The core of our investigation focused on the multiplex profiling of exosomal surface epitopes through flow cytometry. Remarkably, we identified a distinct overexpression of CD1c, CD2, CD3, CD4, CD11c, CD14, CD20, CD44, CD56, CD105, CD146, and CD209 on exosomes derived from LCa patients. This distinctive overexpression pattern forms a biomarker signature indicative of LCa presence, differentiating it from the healthy control group. Notably, the mean fluorescence intensity (MFI) normalized using technical and biological controls for these markers was higher in the LCa group, showing the least p-values<0.05 (t-test) for each epitope, underlining their potential as biomarkers for LCa. Figure 1 describes the output (A) and underlines the specific epitope amount in LCa patients in comparison with the healthy donor group (Violin plots, Panel B).

Fig. 1
figure 1

A Example of multiplex profiling of every epitope abundance by beads population differential fluorescence B Violin plots of the specific epitope normalized MFI in LCa patients (Yellow) compared to healthy donors (Blue) including t-test, * p-value<0.05, ** p-value<0.01, *** p-value<0.001, **** p-value<0.0001

Correlation with clinical features

A deeper analysis into the clinical relevance of these markers showed a significant correlation between their expression levels with both tumor presence and, interestingly lymph node involvement, as well. Pearson’s correlation analysis underscored the direct association of CD1c, CD2, CD3, CD4, CD11c, CD14, CD20, CD44, CD56, CD63, CD69, CD86, CD105 and CD146 levels to the presence of the tumor, while CD24, CD31, and CD40 epitopes showed a significant positive correlation with nodal involvement (p < 0.01), despite not being overexpressed specifically in tumor samples compared to healthy ones. This suggests their potential role in assessing disease severity and progression. Tables 2 and 3 summarize all the statistically significant correlations found, including the coefficient and the p-value.

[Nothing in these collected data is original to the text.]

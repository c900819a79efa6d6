//! Java/Kotlin compile options

use serde::{Deserialize, Serialize};

use super::defaults::BuiltinDefaults;

/// Resolved `compileOptions`
#[derive(Debug, Clone, PartialEq, Eq, Serialize, Deserialize)]
pub struct CompileOptions {
    pub source_compatibility: String,
    pub target_compatibility: String,

    /// Whether the desugaring shim is injected into the dependency set
    pub core_library_desugaring: bool,
}

/// Resolved `kotlinOptions`
#[derive(Debug, Clone, PartialEq, Eq, Serialize, Deserialize)]
pub struct KotlinOptions {
    pub jvm_target: String,
}

/// `compileOptions` as declared; unset fields take builtin defaults
#[derive(Debug, Clone, Default, Serialize, Deserialize)]
pub struct CompileOptionsDecl {
    pub source_compatibility: Option<String>,
    pub target_compatibility: Option<String>,
    pub core_library_desugaring: Option<bool>,
}

/// `kotlinOptions` as declared
#[derive(Debug, Clone, Default, Serialize, Deserialize)]
pub struct KotlinOptionsDecl {
    pub jvm_target: Option<String>,
}

impl CompileOptionsDecl {
    pub fn resolve(&self, defaults: &BuiltinDefaults) -> CompileOptions {
        CompileOptions {
            source_compatibility: self
                .source_compatibility
                .clone()
                .unwrap_or_else(|| defaults.java_version.clone()),
            target_compatibility: self
                .target_compatibility
                .clone()
                .unwrap_or_else(|| defaults.java_version.clone()),
            core_library_desugaring: self
                .core_library_desugaring
                .unwrap_or(defaults.core_library_desugaring),
        }
    }
}

impl KotlinOptionsDecl {
    pub fn resolve(&self, defaults: &BuiltinDefaults) -> KotlinOptions {
        KotlinOptions {
            jvm_target: self
                .jvm_target
                .clone()
                .unwrap_or_else(|| defaults.jvm_target.clone()),
        }
    }
}

/// Check that Kotlin and Java target the same JVM.
///
/// Accepts `1.8` and `8` as the same version.
pub fn jvm_targets_match(compile: &CompileOptions, kotlin: &KotlinOptions) -> bool {
    normalize_java_version(&compile.target_compatibility) == normalize_java_version(&kotlin.jvm_target)
}

fn normalize_java_version(version: &str) -> &str {
    let version = version.trim();
    version.strip_prefix("1.").unwrap_or(version)
}
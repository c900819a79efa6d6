//! Dependency set assembly
//!
//! The declared dependencies are passed through in order (exact duplicates
//! collapsed) and the core library desugaring shim is appended at its
//! pinned version when desugaring is enabled.

mod notation;

pub use notation::{kotlin_module, parse_notation, NotationError};

use std::fmt;

use serde::{Deserialize, Serialize};

use crate::config::BuiltinDefaults;
use crate::error::ResolutionError;

/// Gradle configuration a dependency is added to
#[derive(Debug, Clone, Copy, PartialEq, Eq, Hash, Serialize, Deserialize)]
#[serde(rename_all = "snake_case")]
pub enum DependencyScope {
    Implementation,
    CompileOnly,
    TestImplementation,
    /// Build-time only compatibility shim
    CoreLibraryDesugaring,
}

impl DependencyScope {
    /// Configuration name as the build system spells it
    pub fn as_str(&self) -> &'static str {
        match self {
            Self::Implementation => "implementation",
            Self::CompileOnly => "compileOnly",
            Self::TestImplementation => "testImplementation",
            Self::CoreLibraryDesugaring => "coreLibraryDesugaring",
        }
    }
}

impl fmt::Display for DependencyScope {
    fn fmt(&self, f: &mut fmt::Formatter<'_>) -> fmt::Result {
        f.write_str(self.as_str())
    }
}

/// A `(name, version, scope)` triple; `name` is `group:artifact`
#[derive(Debug, Clone, PartialEq, Eq, Hash, Serialize, Deserialize)]
pub struct Dependency {
    pub name: String,
    pub version: String,
    pub scope: DependencyScope,
}

impl Dependency {
    pub fn new(name: impl Into<String>, version: impl Into<String>, scope: DependencyScope) -> Self {
        Self {
            name: name.into(),
            version: version.into(),
            scope,
        }
    }

    /// Full `group:artifact:version` coordinate
    pub fn coordinate(&self) -> String {
        format!("{}:{}", self.name, self.version)
    }
}

impl fmt::Display for Dependency {
    fn fmt(&self, f: &mut fmt::Formatter<'_>) -> fmt::Result {
        write!(f, "{}(\"{}\")", self.scope, self.coordinate())
    }
}

/// Builds the final dependency list around a pinned shim
#[derive(Debug, Clone)]
pub struct DependencySetBuilder {
    shim: Dependency,
    desugaring: bool,
}

impl DependencySetBuilder {
    pub fn new(shim: Dependency, desugaring_enabled: bool) -> Self {
        Self {
            shim,
            desugaring: desugaring_enabled,
        }
    }

    /// Builder for the builtin desugaring shim
    pub fn from_defaults(defaults: &BuiltinDefaults, desugaring_enabled: bool) -> Self {
        Self::new(
            Dependency::new(
                defaults.desugar_shim.clone(),
                defaults.desugar_shim_version.clone(),
                DependencyScope::CoreLibraryDesugaring,
            ),
            desugaring_enabled,
        )
    }

    pub fn shim(&self) -> &Dependency {
        &self.shim
    }

    /// Produce the final ordered list.
    ///
    /// The shim is recognized by name. Declared at the pinned version it is
    /// kept once, at its first declaration, always in the pinned scope;
    /// declared at any other version it is a `VersionConflict`.
    pub fn build(&self, declared: &[Dependency]) -> Result<Vec<Dependency>, ResolutionError> {
        let mut result: Vec<Dependency> = Vec::with_capacity(declared.len() + 1);
        let mut shim_declared = false;

        for dependency in declared {
            if dependency.name == self.shim.name {
                if dependency.version != self.shim.version {
                    return Err(ResolutionError::VersionConflict {
                        dependency: dependency.name.clone(),
                        declared: dependency.version.clone(),
                        pinned: self.shim.version.clone(),
                    });
                }
                if dependency.scope != self.shim.scope {
                    tracing::warn!(
                        dependency = %dependency,
                        scope = %self.shim.scope,
                        "shim declared in another scope, using the pinned scope"
                    );
                }
                if !shim_declared {
                    result.push(self.shim.clone());
                    shim_declared = true;
                }
                continue;
            }

            if result.contains(dependency) {
                tracing::debug!(dependency = %dependency, "dropping duplicate declaration");
                continue;
            }
            result.push(dependency.clone());
        }

        if self.desugaring && !shim_declared {
            tracing::debug!(shim = %self.shim, "appending desugaring shim");
            result.push(self.shim.clone());
        }

        Ok(result)
    }
}

#[cfg(test)]
mod tests {
    use super::*;
    use std::collections::HashSet;

    fn shim() -> Dependency {
        Dependency::new("shim", "2.0.4", DependencyScope::CoreLibraryDesugaring)
    }

    fn dep_a() -> Dependency {
        Dependency::new("A", "1.0", DependencyScope::Implementation)
    }

    #[test]
    fn test_appends_shim() {
        let builder = DependencySetBuilder::new(shim(), true);
        let result = builder.build(&[dep_a()]).unwrap();
        assert_eq!(result, vec![dep_a(), shim()]);
    }

    #[test]
    fn test_build_twice_is_equal() {
        let builder = DependencySetBuilder::new(shim(), true);
        let first: HashSet<_> = builder.build(&[dep_a()]).unwrap().into_iter().collect();
        let second: HashSet<_> = builder.build(&[dep_a()]).unwrap().into_iter().collect();
        assert_eq!(first, second);
    }

    #[test]
    fn test_build_is_idempotent_on_its_output() {
        let builder = DependencySetBuilder::new(shim(), true);
        let once = builder.build(&[dep_a()]).unwrap();
        let twice = builder.build(&once).unwrap();
        assert_eq!(once, twice);
        assert_eq!(twice.iter().filter(|d| d.name == "shim").count(), 1);
    }

    #[test]
    fn test_declared_shim_at_pinned_version_not_duplicated() {
        let builder = DependencySetBuilder::new(shim(), true);
        let result = builder.build(&[shim(), dep_a()]).unwrap();
        assert_eq!(result, vec![shim(), dep_a()]);
    }

    #[test]
    fn test_declared_shim_at_other_version_conflicts() {
        let builder = DependencySetBuilder::new(shim(), true);
        let stale = Dependency::new("shim", "1.0.0", DependencyScope::CoreLibraryDesugaring);
        let err = builder.build(&[dep_a(), stale]).unwrap_err();

        assert_eq!(
            err,
            ResolutionError::VersionConflict {
                dependency: "shim".to_string(),
                declared: "1.0.0".to_string(),
                pinned: "2.0.4".to_string(),
            }
        );
    }

    #[test]
    fn test_shim_in_two_scopes_kept_once() {
        let builder = DependencySetBuilder::new(shim(), true);
        let as_library = Dependency::new("shim", "2.0.4", DependencyScope::Implementation);
        let result = builder.build(&[as_library, shim()]).unwrap();

        assert_eq!(result.iter().filter(|d| d.name == "shim").count(), 1);
        assert_eq!(result, vec![shim()]);
    }

    #[test]
    fn test_shim_in_wrong_scope_uses_pinned_scope() {
        let builder = DependencySetBuilder::new(shim(), true);
        let as_library = Dependency::new("shim", "2.0.4", DependencyScope::Implementation);
        let result = builder.build(&[dep_a(), as_library.clone()]).unwrap();

        assert_eq!(result, vec![dep_a(), shim()]);
        assert!(!result.contains(&as_library));
    }

    #[test]
    fn test_desugaring_disabled_skips_shim() {
        let builder = DependencySetBuilder::new(shim(), false);
        let result = builder.build(&[dep_a()]).unwrap();
        assert_eq!(result, vec![dep_a()]);
    }

    #[test]
    fn test_exact_duplicates_collapse() {
        let builder = DependencySetBuilder::new(shim(), true);
        let test_scoped = Dependency::new("A", "1.0", DependencyScope::TestImplementation);
        let result = builder
            .build(&[dep_a(), test_scoped.clone(), dep_a()])
            .unwrap();
        assert_eq!(result, vec![dep_a(), test_scoped, shim()]);
    }

    #[test]
    fn test_from_defaults_uses_pinned_shim() {
        let builder = DependencySetBuilder::from_defaults(&BuiltinDefaults::default(), true);
        assert_eq!(
            builder.shim().coordinate(),
            "com.android.tools:desugar_jdk_libs:2.0.4"
        );
        assert_eq!(
            builder.shim().to_string(),
            "coreLibraryDesugaring(\"com.android.tools:desugar_jdk_libs:2.0.4\")"
        );
    }
}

Table 2 Pearson correlation with cancer presence
Table 3 Pearson correlation with nodal involvement

To enhance the statistical relevance of the correlation we also applied Spearman correlation analysis which is less susceptible to outliers and gives us an idea of the monotone interaction between variables. In Tables 4 and 5 we report significant Spearman coefficients and p values corroborating the previously found bivariate correlation.

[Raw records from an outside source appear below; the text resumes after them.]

//! Test fixtures
//!
//! A Flutter app module manifest plus its `local.properties`.

use std::fs;
use std::path::{Path, PathBuf};

/// Directory of the time table app fixture
pub fn time_table_app_dir() -> PathBuf {
    Path::new(env!("CARGO_MANIFEST_DIR")).join("tests/fixtures/time_table_app")
}

/// Path to the fixture manifest
pub fn time_table_manifest() -> PathBuf {
    time_table_app_dir().join("build.toml")
}

/// Path to the fixture properties file
pub fn time_table_properties() -> PathBuf {
    time_table_app_dir().join("local.properties")
}

/// Copy the fixture manifest into `dir` (without its properties file)
pub fn copy_manifest_to(dir: &Path) -> PathBuf {
    let target = dir.join("build.toml");
    fs::copy(time_table_manifest(), &target).unwrap();
    target
}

Table 4 Spearman correlation with cancer presence
Table 5 Spearman correlation with nodal involvement

Diagnostic and prognostic value of exosomes expression

Receiver Operating Characteristic (ROC) curves were designed to obtain the specific prediction value of every single epitope regarding the tumor presence and nodal involvement. Each epitope AUC, representing a cumulative sensitivity and specificity prediction value for LCa occurrence, is reported in Table 6. In Fig. 2A, curves correlated to tumor diagnosis are shown, while in Table 7 and Fig. 2B those related to nodal involvement. Subsequently, the most promising epitopes were combined to obtain signature-specific ROC curves, as described in the Methods section, both for the TPS (tumor presence signature: CD2, CD3, CD56, CD146) and the NIS (Nodal Involvement Signature: CD24, CD31, CD40) showing combined AUCs which are higher compared to the single epitopes’ AUC. In particular, the AUC values for TPS and NIS were 0.788 and 0.827, respectively, as reported in Fig. 3. The overall model quality was 0.7 out of 1.0, indicating these signatures as good predictor patterns.

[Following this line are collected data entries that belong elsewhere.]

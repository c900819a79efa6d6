//! Build manifest (`build.toml`)
//!
//! Declares what an Android app module's build script declares: plugins,
//! namespace and SDK levels, default config, compile options, source sets,
//! signing configs, build types, the Flutter source path and dependencies.
//! The manifest is static; [`BuildManifest::to_input`] turns it into a
//! [`ResolutionInput`] for [`crate::resolve::resolve`].

use std::collections::BTreeMap;
use std::fs;
use std::io;
use std::path::{Path, PathBuf};

use serde::{Deserialize, Serialize};

use crate::config::{
    merge_layers, BuildConfigOverride, BuiltinDefaults, CliOverrides, CompileOptionsDecl,
    ConfigError, KotlinOptionsDecl,
};
use crate::dependency::{kotlin_module, parse_notation, Dependency, DependencyScope, NotationError};
use crate::resolve::ResolutionInput;
use crate::source_set::SourceSetMapping;
use crate::variant::{with_implicit_build_types, SigningConfig, SigningRegistry, Variant};

/// Default properties file name, relative to the manifest directory
pub const DEFAULT_PROPERTIES_FILE: &str = "local.properties";

/// Error types for manifest operations
#[derive(Debug, thiserror::Error)]
pub enum ManifestError {
    #[error("Failed to read manifest: {0}")]
    IoError(#[from] io::Error),

    #[error("Failed to parse TOML: {0}")]
    ParseError(#[from] toml::de::Error),

    #[error("Validation error: {0}")]
    ValidationError(String),

    #[error(transparent)]
    Notation(#[from] NotationError),

    #[error(transparent)]
    Config(#[from] ConfigError),
}

/// `[android]` block
#[derive(Debug, Clone, Default, Serialize, Deserialize)]
pub struct AndroidBlock {
    pub namespace: Option<String>,

    pub compile_sdk: Option<u32>,

    #[serde(default)]
    pub default_config: BuildConfigOverride,

    #[serde(default)]
    pub compile_options: CompileOptionsDecl,

    #[serde(default)]
    pub kotlin_options: KotlinOptionsDecl,

    /// Extra source directories per source set
    #[serde(default)]
    pub source_sets: BTreeMap<String, Vec<PathBuf>>,

    #[serde(default)]
    pub signing_configs: BTreeMap<String, SigningConfigDecl>,

    /// Build types in declaration order
    #[serde(default)]
    pub build_types: Vec<BuildTypeDecl>,
}

/// `[android.signing_configs.<name>]`
#[derive(Debug, Clone, Default, Serialize, Deserialize)]
pub struct SigningConfigDecl {
    pub store_file: Option<PathBuf>,
    pub store_password: Option<String>,
    pub key_alias: Option<String>,
    pub key_password: Option<String>,
}

/// `[[android.build_types]]`
#[derive(Debug, Clone, Serialize, Deserialize)]
pub struct BuildTypeDecl {
    pub name: String,

    #[serde(flatten)]
    pub overrides: BuildConfigOverride,
}

/// `[flutter]` block
#[derive(Debug, Clone, Default, Serialize, Deserialize)]
pub struct FlutterBlock {
    /// Flutter project directory, relative to the manifest
    pub source: Option<PathBuf>,
}

/// `[kotlin]` block
#[derive(Debug, Clone, Default, Serialize, Deserialize)]
pub struct KotlinBlock {
    /// Version used for `kotlin = "..."` module dependencies
    pub version: Option<String>,
}

/// `[[dependencies]]` entry: a scope and exactly one of `notation`/`kotlin`
#[derive(Debug, Clone, Serialize, Deserialize)]
pub struct DependencyDecl {
    pub scope: DependencyScope,
    pub notation: Option<String>,
    pub kotlin: Option<String>,
}

/// Parsed `build.toml`
#[derive(Debug, Clone, Default, Serialize, Deserialize)]
pub struct BuildManifest {
    /// Plugin ids, in application order
    #[serde(default)]
    pub plugins: Vec<String>,

    /// Properties file, relative to the manifest directory
    pub local_properties: Option<PathBuf>,

    #[serde(default)]
    pub android: AndroidBlock,

    #[serde(default)]
    pub flutter: FlutterBlock,

    #[serde(default)]
    pub kotlin: KotlinBlock,

    #[serde(default)]
    pub dependencies: Vec<DependencyDecl>,
}

impl BuildManifest {
    /// Load and parse a manifest file
    pub fn from_file(path: &Path) -> Result<Self, ManifestError> {
        let contents = fs::read_to_string(path)?;
        Self::parse(&contents)
    }

    /// Parse a manifest from a TOML string
    pub fn parse(s: &str) -> Result<Self, ManifestError> {
        let manifest: BuildManifest = toml::from_str(s)?;
        manifest.validate()?;
        Ok(manifest)
    }

    /// Validate the manifest
    pub fn validate(&self) -> Result<(), ManifestError> {
        // Rule: namespace is required somewhere
        let namespace = self
            .android
            .default_config
            .namespace
            .as_ref()
            .or(self.android.namespace.as_ref());
        if namespace.map_or(true, |ns| ns.trim().is_empty()) {
            return Err(ManifestError::ValidationError(
                "'android.namespace' must be set".to_string(),
            ));
        }

        // Rule: version codes are positive
        let declared_codes = std::iter::once(&self.android.default_config)
            .chain(self.android.build_types.iter().map(|b| &b.overrides))
            .filter_map(|o| o.version_code);
        for code in declared_codes {
            if code == 0 {
                return Err(ManifestError::ValidationError(
                    "version_code must be a positive integer".to_string(),
                ));
            }
        }

        // Rule: build types and signing configs have names
        if self.android.build_types.iter().any(|b| b.name.trim().is_empty()) {
            return Err(ManifestError::ValidationError(
                "build type names must not be empty".to_string(),
            ));
        }
        if self.android.signing_configs.keys().any(|k| k.trim().is_empty()) {
            return Err(ManifestError::ValidationError(
                "signing config names must not be empty".to_string(),
            ));
        }

        // Rule: each dependency names exactly one of notation/kotlin
        for (i, dep) in self.dependencies.iter().enumerate() {
            if dep.notation.is_some() == dep.kotlin.is_some() {
                return Err(ManifestError::ValidationError(format!(
                    "dependencies[{}]: exactly one of 'notation' or 'kotlin' is required",
                    i
                )));
            }
        }

        Ok(())
    }

    /// Resolve the properties file location relative to the manifest
    pub fn properties_path(&self, manifest_path: &Path) -> PathBuf {
        let dir = manifest_path.parent().unwrap_or_else(|| Path::new(""));
        let file = self
            .local_properties
            .as_deref()
            .unwrap_or_else(|| Path::new(DEFAULT_PROPERTIES_FILE));
        dir.join(file)
    }

    /// The manifest's own config layer (`[android]` under `default_config`)
    pub fn config_layer(&self) -> BuildConfigOverride {
        let android = BuildConfigOverride {
            namespace: self.android.namespace.clone(),
            compile_sdk: self.android.compile_sdk,
            ..Default::default()
        };
        merge_layers(vec![android, self.android.default_config.clone()])
    }

    /// Build the resolution input from builtin defaults, this manifest and
    /// CLI overrides.
    pub fn to_input(
        &self,
        defaults: &BuiltinDefaults,
        cli: &CliOverrides,
    ) -> Result<ResolutionInput, ManifestError> {
        let default_config =
            merge_layers(vec![defaults.to_override(), self.config_layer(), cli.to_override()])
                .finalize()?;

        let variants = with_implicit_build_types(
            self.android
                .build_types
                .iter()
                .map(|b| Variant::new(b.name.clone(), b.overrides.clone()))
                .collect(),
        );

        let signing_configs: SigningRegistry = self
            .android
            .signing_configs
            .iter()
            .map(|(name, decl)| SigningConfig {
                name: name.clone(),
                store_file: decl.store_file.clone(),
                store_password: decl.store_password.clone(),
                key_alias: decl.key_alias.clone(),
                key_password: decl.key_password.clone(),
            })
            .collect();

        let dependencies = self
            .dependencies
            .iter()
            .map(|decl| self.dependency(decl))
            .collect::<Result<Vec<_>, _>>()?;

        Ok(ResolutionInput {
            default_config,
            variants,
            signing_configs,
            dependencies,
            source_sets: SourceSetMapping::from(self.android.source_sets.clone()),
            compile_options: self.android.compile_options.resolve(defaults),
            kotlin_options: self.android.kotlin_options.resolve(defaults),
            shim: Dependency::new(
                defaults.desugar_shim.clone(),
                defaults.desugar_shim_version.clone(),
                DependencyScope::CoreLibraryDesugaring,
            ),
            plugins: self.plugins.clone(),
            flutter_source: self
                .flutter
                .source
                .clone()
                .unwrap_or_else(|| PathBuf::from(&defaults.flutter_source)),
        })
    }

    fn dependency(&self, decl: &DependencyDecl) -> Result<Dependency, ManifestError> {
        let dependency = match (&decl.notation, &decl.kotlin) {
            (Some(notation), None) => parse_notation(notation, decl.scope)?,
            (None, Some(module)) => kotlin_module(module, self.kotlin.version.as_deref(), decl.scope)?,
            _ => {
                return Err(ManifestError::ValidationError(
                    "exactly one of 'notation' or 'kotlin' is required".to_string(),
                ))
            }
        };
        Ok(dependency)
    }
}
//! Source set directories
//!
//! The mapping is supplied by the toolchain and merged additively over the
//! Android defaults; nothing is discovered here.

use std::collections::BTreeMap;
use std::path::{Path, PathBuf};

use serde::{Deserialize, Serialize};

/// Source set name -> ordered, duplicate-free directory list
#[derive(Debug, Clone, Default, PartialEq, Eq, Serialize, Deserialize)]
#[serde(transparent)]
pub struct SourceSetMapping {
    sets: BTreeMap<String, Vec<PathBuf>>,
}

impl SourceSetMapping {
    pub fn new() -> Self {
        Self::default()
    }

    /// Default Java source directories of an Android module
    pub fn android_defaults() -> Self {
        let mut mapping = Self::new();
        mapping.add_dirs("main", ["src/main/java"]);
        mapping.add_dirs("test", ["src/test/java"]);
        mapping.add_dirs("androidTest", ["src/androidTest/java"]);
        mapping
    }

    /// Append directories to a source set, skipping ones already present
    pub fn add_dirs<I, P>(&mut self, name: &str, dirs: I)
    where
        I: IntoIterator<Item = P>,
        P: Into<PathBuf>,
    {
        let entry = self.sets.entry(name.to_string()).or_default();
        for dir in dirs {
            let dir = dir.into();
            if !entry.contains(&dir) {
                entry.push(dir);
            }
        }
    }

    /// Union `other` into `self`; existing directories keep their position
    pub fn merge(&mut self, other: &SourceSetMapping) {
        for (name, dirs) in &other.sets {
            self.add_dirs(name, dirs.iter().cloned());
        }
    }

    /// Defaults with `supplied` merged on top
    pub fn with_defaults(supplied: &SourceSetMapping) -> Self {
        let mut mapping = Self::android_defaults();
        mapping.merge(supplied);
        mapping
    }

    /// Directories of a source set (empty if unknown)
    pub fn dirs(&self, name: &str) -> &[PathBuf] {
        self.sets.get(name).map(Vec::as_slice).unwrap_or(&[])
    }

    pub fn contains_dir(&self, name: &str, dir: &Path) -> bool {
        self.dirs(name).iter().any(|d| d == dir)
    }

    pub fn names(&self) -> impl Iterator<Item = &str> {
        self.sets.keys().map(String::as_str)
    }
}

impl From<BTreeMap<String, Vec<PathBuf>>> for SourceSetMapping {
    fn from(sets: BTreeMap<String, Vec<PathBuf>>) -> Self {
        let mut mapping = Self::new();
        for (name, dirs) in sets {
            mapping.add_dirs(&name, dirs);
        }
        mapping
    }
}
//! Build variant assembly
//!
//! Each declared variant (build type) is the default config with its
//! override applied. Variants are independent of each other and keep their
//! declaration order.

mod signing;

pub use signing::{
    resolve_signing_ref, SigningConfig, SigningMaterial, SigningProvider, SigningRegistry,
    DEBUG_SIGNING_CONFIG, REDACTED,
};

use std::collections::HashSet;

use serde::Serialize;

use crate::config::{apply_override, BuildConfig, BuildConfigOverride};
use crate::error::{ResolutionError, ResourceKind};

/// Build type Android always defines, even when undeclared
pub const IMPLICIT_BUILD_TYPES: &[&str] = &["debug", "release"];

/// A declared variant: a name plus the fields it overrides
#[derive(Debug, Clone, PartialEq, Eq)]
pub struct Variant {
    pub name: String,
    pub overrides: BuildConfigOverride,
}

impl Variant {
    pub fn new(name: impl Into<String>, overrides: BuildConfigOverride) -> Self {
        Self {
            name: name.into(),
            overrides,
        }
    }
}

/// Add the implicit `debug` and `release` build types when not declared.
///
/// Missing implicit types come first (debug before release), followed by
/// every declared variant in declaration order.
pub fn with_implicit_build_types(declared: Vec<Variant>) -> Vec<Variant> {
    let mut variants: Vec<Variant> = IMPLICIT_BUILD_TYPES
        .iter()
        .filter(|name| !declared.iter().any(|v| v.name == **name))
        .map(|name| Variant::new(*name, BuildConfigOverride::default()))
        .collect();
    variants.extend(declared);
    variants
}

/// A variant after merging, with its signing reference always set
#[derive(Debug, Clone, PartialEq, Eq, Serialize)]
pub struct ResolvedVariant {
    pub name: String,
    pub config: BuildConfig,
}

impl ResolvedVariant {
    /// Resolved signing configuration name
    pub fn signing_config(&self) -> &str {
        self.config
            .signing_config
            .as_deref()
            .unwrap_or(DEBUG_SIGNING_CONFIG)
    }
}

/// Resolved variants in declaration order
#[derive(Debug, Clone, Default, PartialEq, Eq, Serialize)]
#[serde(transparent)]
pub struct VariantSet {
    variants: Vec<ResolvedVariant>,
}

impl VariantSet {
    pub fn get(&self, name: &str) -> Option<&BuildConfig> {
        self.variants
            .iter()
            .find(|v| v.name == name)
            .map(|v| &v.config)
    }

    pub fn names(&self) -> Vec<&str> {
        self.variants.iter().map(|v| v.name.as_str()).collect()
    }

    pub fn iter(&self) -> impl Iterator<Item = &ResolvedVariant> {
        self.variants.iter()
    }

    pub fn len(&self) -> usize {
        self.variants.len()
    }

    pub fn is_empty(&self) -> bool {
        self.variants.is_empty()
    }
}

/// Merges the default config with each variant's override
pub struct VariantAssembler<'a> {
    signing: &'a SigningRegistry,
}

impl<'a> VariantAssembler<'a> {
    pub fn new(signing: &'a SigningRegistry) -> Self {
        Self { signing }
    }

    /// Assemble every variant, failing on the first unknown signing
    /// configuration, duplicate name or zero version code.
    pub fn assemble(
        &self,
        default: &BuildConfig,
        variants: &[Variant],
    ) -> Result<VariantSet, ResolutionError> {
        let mut seen = HashSet::new();
        let mut resolved = Vec::with_capacity(variants.len());

        for variant in variants {
            if !seen.insert(variant.name.as_str()) {
                return Err(ResolutionError::DuplicateVariant(variant.name.clone()));
            }
            resolved.push(self.assemble_one(default, variant)?);
        }

        Ok(VariantSet { variants: resolved })
    }

    fn assemble_one(
        &self,
        default: &BuildConfig,
        variant: &Variant,
    ) -> Result<ResolvedVariant, ResolutionError> {
        let mut config = apply_override(default, &variant.overrides);
        if config.version_code == 0 {
            return Err(ResolutionError::InvalidVersionCode(variant.name.clone()));
        }

        let signing = resolve_signing_ref(
            variant.overrides.signing_config.as_deref(),
            default.signing_config.as_deref(),
        );
        if !self.signing.contains(signing) {
            return Err(ResolutionError::MissingResource {
                variant: variant.name.clone(),
                kind: ResourceKind::SigningConfig,
                name: signing.to_string(),
                known: self.signing.names(),
            });
        }
        if config.signing_config.is_none() {
            tracing::debug!(variant = %variant.name, "no signing config set, falling back to debug");
        }
        config.signing_config = Some(signing.to_string());

        Ok(ResolvedVariant {
            name: variant.name.clone(),
            config,
        })
    }
}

Table 6 ROC AUC score—Epitopes’ expression and cancer occurrence
Fig. 2
figure 2

A Epitopes ROC curves AUCs related to tumor presence. B Epitopes ROC curves AUCs related to Nodal Involvement

Table 7 ROC AUC score—Epitopes’ expression and nodal involvement
Fig. 3
figure 3

A Combined ROC curve including the four most promising epitopes in order to obtain a combined diagnostic signature (TPS). B Combined ROC curve including the three most promising epitopes in order to obtain a combined prognostic signature (NIS). The model quality plots are graphical representation of the lower bound of the confidence interval of the Area Under the Curve (AUC)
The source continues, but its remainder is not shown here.